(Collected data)
[Start of Attachment]

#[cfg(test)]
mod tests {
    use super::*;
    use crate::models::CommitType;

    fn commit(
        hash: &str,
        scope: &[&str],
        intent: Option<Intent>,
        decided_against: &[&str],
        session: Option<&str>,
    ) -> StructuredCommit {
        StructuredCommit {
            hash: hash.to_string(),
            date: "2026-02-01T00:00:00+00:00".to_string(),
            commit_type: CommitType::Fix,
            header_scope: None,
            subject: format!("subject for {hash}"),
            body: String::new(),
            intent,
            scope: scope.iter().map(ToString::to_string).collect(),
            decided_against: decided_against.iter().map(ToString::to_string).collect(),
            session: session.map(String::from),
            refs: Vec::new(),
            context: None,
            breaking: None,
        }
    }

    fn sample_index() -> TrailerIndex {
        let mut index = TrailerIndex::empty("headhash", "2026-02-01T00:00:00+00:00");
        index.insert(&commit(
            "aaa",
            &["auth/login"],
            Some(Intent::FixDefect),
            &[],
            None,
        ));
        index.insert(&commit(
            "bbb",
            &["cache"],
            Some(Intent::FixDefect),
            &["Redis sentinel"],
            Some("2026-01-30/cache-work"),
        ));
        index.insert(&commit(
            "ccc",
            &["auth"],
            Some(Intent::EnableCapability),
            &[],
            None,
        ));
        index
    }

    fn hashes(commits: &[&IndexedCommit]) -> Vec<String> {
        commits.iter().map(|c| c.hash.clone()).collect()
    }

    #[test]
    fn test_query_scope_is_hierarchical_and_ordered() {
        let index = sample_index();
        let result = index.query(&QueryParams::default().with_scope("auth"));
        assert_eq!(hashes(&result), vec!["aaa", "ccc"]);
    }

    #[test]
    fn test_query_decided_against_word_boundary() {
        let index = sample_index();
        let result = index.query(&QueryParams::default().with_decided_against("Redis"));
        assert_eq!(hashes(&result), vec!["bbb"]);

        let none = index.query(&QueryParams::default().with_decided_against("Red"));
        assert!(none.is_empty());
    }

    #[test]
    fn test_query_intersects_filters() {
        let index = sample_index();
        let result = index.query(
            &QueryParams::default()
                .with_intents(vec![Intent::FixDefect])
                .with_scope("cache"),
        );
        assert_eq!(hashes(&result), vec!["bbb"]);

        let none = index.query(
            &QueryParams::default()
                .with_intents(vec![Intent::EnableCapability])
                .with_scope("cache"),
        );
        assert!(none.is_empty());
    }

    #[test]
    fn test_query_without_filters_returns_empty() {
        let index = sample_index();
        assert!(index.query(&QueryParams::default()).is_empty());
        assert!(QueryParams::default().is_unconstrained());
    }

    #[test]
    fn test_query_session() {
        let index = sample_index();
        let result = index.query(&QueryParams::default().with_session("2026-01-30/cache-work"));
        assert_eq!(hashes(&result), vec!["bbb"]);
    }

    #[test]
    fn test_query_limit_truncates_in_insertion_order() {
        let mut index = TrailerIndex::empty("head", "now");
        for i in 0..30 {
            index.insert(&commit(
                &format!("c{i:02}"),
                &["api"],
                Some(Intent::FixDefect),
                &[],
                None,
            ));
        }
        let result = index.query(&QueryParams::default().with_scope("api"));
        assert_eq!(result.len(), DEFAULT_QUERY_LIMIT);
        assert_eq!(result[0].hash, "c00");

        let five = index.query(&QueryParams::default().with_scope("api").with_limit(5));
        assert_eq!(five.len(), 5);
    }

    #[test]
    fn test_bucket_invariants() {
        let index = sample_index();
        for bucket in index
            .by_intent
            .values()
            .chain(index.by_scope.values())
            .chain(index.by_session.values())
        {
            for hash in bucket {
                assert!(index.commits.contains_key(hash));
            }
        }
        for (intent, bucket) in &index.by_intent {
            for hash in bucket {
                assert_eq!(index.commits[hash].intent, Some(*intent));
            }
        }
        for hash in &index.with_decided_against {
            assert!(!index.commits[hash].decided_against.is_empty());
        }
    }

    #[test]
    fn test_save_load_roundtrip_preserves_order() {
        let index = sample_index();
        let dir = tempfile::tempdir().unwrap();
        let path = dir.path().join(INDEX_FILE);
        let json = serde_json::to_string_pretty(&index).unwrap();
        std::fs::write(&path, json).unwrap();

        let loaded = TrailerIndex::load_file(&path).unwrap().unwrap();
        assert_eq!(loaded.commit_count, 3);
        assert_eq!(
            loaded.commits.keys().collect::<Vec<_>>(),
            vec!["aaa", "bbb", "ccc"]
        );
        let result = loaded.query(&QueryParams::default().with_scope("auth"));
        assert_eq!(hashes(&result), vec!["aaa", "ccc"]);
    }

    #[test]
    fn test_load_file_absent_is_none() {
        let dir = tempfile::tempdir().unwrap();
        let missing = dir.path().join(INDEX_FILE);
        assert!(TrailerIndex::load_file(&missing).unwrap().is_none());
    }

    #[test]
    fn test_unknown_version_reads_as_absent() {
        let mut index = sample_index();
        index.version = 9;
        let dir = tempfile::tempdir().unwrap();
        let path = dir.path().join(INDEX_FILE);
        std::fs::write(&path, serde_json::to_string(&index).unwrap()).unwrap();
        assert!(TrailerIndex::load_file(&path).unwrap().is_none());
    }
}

[End of Attachment]
[Start of Attachment]

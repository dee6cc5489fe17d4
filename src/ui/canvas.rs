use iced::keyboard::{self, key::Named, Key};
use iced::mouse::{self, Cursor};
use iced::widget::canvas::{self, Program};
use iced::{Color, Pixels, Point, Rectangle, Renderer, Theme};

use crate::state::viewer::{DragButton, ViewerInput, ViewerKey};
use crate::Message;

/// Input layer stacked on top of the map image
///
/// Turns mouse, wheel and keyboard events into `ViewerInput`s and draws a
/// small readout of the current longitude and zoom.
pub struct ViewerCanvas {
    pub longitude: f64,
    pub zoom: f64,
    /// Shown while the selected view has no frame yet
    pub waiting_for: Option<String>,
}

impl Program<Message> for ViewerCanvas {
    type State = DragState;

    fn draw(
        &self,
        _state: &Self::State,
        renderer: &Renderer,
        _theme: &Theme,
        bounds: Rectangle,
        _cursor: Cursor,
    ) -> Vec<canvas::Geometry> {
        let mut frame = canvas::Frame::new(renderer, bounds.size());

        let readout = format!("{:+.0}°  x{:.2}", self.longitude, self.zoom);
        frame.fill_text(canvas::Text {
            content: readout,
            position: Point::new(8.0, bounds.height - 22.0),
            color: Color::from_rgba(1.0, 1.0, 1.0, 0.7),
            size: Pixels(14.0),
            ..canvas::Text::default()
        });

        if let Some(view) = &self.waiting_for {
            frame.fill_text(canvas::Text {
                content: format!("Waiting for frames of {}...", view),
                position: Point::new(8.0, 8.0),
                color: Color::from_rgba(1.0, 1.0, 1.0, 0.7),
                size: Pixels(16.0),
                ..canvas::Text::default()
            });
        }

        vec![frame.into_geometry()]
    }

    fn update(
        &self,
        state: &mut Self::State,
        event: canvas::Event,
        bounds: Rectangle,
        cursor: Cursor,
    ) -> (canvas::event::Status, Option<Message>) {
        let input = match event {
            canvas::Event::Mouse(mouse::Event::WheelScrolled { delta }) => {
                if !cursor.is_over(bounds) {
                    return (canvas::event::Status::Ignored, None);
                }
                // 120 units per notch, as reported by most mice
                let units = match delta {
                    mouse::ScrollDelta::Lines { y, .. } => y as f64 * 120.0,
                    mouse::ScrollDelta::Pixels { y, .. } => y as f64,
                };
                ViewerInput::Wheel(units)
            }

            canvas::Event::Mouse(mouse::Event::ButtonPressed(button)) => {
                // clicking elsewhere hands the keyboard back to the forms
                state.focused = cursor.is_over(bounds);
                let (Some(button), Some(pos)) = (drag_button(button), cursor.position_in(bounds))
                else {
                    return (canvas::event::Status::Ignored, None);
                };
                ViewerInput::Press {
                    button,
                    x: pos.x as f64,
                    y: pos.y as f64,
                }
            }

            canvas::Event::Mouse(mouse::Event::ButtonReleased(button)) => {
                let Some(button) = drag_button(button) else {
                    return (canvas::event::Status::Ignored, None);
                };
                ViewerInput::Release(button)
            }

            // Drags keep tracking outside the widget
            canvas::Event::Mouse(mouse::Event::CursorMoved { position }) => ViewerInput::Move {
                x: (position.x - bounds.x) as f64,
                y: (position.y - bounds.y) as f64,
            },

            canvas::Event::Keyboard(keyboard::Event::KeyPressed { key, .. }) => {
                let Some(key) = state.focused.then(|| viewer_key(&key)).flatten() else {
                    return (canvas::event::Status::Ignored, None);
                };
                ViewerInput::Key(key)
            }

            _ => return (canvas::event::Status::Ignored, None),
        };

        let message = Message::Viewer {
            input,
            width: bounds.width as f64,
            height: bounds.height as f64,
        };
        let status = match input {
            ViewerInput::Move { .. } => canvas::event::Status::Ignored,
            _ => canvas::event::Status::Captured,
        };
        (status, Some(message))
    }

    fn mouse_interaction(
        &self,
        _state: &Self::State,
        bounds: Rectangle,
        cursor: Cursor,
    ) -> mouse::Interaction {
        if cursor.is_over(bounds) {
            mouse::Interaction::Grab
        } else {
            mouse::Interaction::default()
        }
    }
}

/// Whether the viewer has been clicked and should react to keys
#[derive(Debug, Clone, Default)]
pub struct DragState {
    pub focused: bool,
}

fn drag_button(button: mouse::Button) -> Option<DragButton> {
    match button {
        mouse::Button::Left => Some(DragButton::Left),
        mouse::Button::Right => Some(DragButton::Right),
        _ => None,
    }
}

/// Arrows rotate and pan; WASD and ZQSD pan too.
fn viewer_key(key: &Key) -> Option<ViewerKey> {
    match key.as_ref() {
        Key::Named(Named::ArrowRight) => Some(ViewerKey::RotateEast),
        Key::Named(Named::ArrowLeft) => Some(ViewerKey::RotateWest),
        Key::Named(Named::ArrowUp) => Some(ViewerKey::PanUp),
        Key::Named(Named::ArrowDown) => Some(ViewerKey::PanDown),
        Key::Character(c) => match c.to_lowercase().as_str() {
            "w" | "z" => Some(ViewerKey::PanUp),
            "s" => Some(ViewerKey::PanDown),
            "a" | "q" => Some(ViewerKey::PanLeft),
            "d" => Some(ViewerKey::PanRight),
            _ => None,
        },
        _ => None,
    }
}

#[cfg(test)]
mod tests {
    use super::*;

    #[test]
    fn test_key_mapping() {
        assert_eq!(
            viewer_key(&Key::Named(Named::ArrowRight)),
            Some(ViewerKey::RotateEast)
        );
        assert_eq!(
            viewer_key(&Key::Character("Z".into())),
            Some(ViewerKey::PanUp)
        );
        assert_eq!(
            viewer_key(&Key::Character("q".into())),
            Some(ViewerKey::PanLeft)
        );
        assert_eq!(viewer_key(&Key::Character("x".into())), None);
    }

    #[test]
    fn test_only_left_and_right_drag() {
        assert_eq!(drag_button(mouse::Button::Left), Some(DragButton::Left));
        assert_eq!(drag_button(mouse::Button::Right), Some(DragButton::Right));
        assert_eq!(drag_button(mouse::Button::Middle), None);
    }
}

[End of Attachment]
[Start of Attachment]

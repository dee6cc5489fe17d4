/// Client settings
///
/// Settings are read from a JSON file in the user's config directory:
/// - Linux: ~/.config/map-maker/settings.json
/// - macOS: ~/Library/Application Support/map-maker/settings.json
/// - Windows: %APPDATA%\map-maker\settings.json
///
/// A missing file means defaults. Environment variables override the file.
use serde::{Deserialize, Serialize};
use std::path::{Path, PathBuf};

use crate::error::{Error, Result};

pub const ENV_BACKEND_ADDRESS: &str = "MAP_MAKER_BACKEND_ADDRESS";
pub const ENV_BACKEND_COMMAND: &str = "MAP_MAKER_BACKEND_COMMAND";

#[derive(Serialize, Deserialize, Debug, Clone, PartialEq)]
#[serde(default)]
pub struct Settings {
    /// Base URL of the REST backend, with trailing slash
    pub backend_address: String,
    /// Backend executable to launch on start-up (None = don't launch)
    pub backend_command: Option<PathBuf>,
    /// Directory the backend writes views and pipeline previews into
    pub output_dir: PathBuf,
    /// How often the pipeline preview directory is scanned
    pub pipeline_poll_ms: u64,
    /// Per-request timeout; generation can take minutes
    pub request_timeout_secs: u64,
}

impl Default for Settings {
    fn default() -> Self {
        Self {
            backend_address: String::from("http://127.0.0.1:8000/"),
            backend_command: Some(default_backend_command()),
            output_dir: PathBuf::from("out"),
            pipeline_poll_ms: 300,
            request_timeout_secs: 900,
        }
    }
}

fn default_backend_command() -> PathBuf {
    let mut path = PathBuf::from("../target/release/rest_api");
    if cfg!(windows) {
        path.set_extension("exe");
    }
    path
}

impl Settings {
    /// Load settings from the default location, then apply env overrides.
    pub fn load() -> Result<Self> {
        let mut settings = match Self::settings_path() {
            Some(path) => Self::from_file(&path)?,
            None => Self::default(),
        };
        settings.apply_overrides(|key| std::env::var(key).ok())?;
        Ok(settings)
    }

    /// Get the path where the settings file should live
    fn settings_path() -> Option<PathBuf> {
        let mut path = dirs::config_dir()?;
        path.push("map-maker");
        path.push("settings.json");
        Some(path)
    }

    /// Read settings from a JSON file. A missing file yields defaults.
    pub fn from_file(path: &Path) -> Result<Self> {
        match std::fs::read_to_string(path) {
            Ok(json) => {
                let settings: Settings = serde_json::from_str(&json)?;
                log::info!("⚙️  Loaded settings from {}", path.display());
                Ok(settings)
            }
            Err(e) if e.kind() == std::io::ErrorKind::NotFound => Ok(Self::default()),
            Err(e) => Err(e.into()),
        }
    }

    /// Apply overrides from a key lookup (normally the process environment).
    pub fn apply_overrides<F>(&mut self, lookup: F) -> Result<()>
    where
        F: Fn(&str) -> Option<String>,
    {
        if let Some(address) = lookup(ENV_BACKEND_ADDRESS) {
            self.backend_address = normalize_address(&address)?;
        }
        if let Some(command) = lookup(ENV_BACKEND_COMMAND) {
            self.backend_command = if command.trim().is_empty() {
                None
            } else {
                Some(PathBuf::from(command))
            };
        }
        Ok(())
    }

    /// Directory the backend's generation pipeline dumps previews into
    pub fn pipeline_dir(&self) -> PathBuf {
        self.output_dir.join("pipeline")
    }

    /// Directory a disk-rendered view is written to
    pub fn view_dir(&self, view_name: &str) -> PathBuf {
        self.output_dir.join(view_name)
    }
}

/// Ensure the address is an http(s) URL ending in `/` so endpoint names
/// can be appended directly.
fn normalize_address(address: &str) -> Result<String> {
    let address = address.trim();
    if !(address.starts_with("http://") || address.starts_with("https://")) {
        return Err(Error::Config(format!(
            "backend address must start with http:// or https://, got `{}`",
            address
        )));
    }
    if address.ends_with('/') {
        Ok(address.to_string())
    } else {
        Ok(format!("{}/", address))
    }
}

[End of Attachment]

[EXERCISE DIRECTIONS]: Each line in the records above that contains the word "focused" must be copied.

[REPLY]:
                state.focused = cursor.is_over(bounds);
                let Some(key) = state.focused.then(|| viewer_key(&key)).flatten() else {
    pub focused: bool,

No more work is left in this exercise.